Your goal: List all lines in the material below that contain "speak".

Input for this task:
+-------+
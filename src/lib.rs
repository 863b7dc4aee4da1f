//! Voice-command navigation and accessibility support for a donation
//! marketplace shell.
//!
//! The pipeline is deliberately small: the speech capture adapter turns one
//! utterance into one transcript, the interpreter maps that transcript to
//! exactly one action, and the dispatcher hands the action to the host
//! shell's router, notification surface, and optional speech synthesizer.

pub mod accessibility;
pub mod capture;
pub mod config;
pub mod dispatch;
pub mod help;
pub mod interpreter;
pub mod route;
#[cfg(feature = "speak")]
pub mod speech;
pub mod telemetry;

pub use capture::{CaptureError, CaptureEvent, ListeningState, RecognitionBackend, SpeechCapture};
pub use config::AppConfig;
pub use dispatch::{
    dispatch_action, report_capture_error, Navigator, Notifier, Severity, SpeechSynth,
};
pub use interpreter::{interpret, CommandAction};
pub use route::{Category, FeedTab, Route};
//! Shared runtime flags so binaries stay aligned on common behavior.

use clap::Parser;

/// App-level configuration flattened into each binary's CLI.
#[derive(Debug, Clone, Parser)]
pub struct AppConfig {
    /// BCP-47 language tag requested from the platform recognizer
    #[arg(long = "lang", env = "VOICENAV_LANG", default_value = "en-US")]
    pub lang: String,

    /// Write debug events to the trace log file
    #[arg(long = "logs", default_value_t = false)]
    pub logs: bool,

    /// Disable all logging even when --logs is set
    #[arg(long = "no-logs", default_value_t = false)]
    pub no_logs: bool,

    /// Speak each confirmation aloud (requires the `speak` build feature)
    #[arg(long = "speak", default_value_t = false)]
    pub speak: bool,
}

impl AppConfig {
    pub fn logging_enabled(&self) -> bool {
        self.logs && !self.no_logs
    }
}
+-------+
Solved exercise:
#[cfg(feature = "speak")]
    /// Speak each confirmation aloud (requires the `speak` build feature)
    #[arg(long = "speak", default_value_t = false)]
    pub speak: bool,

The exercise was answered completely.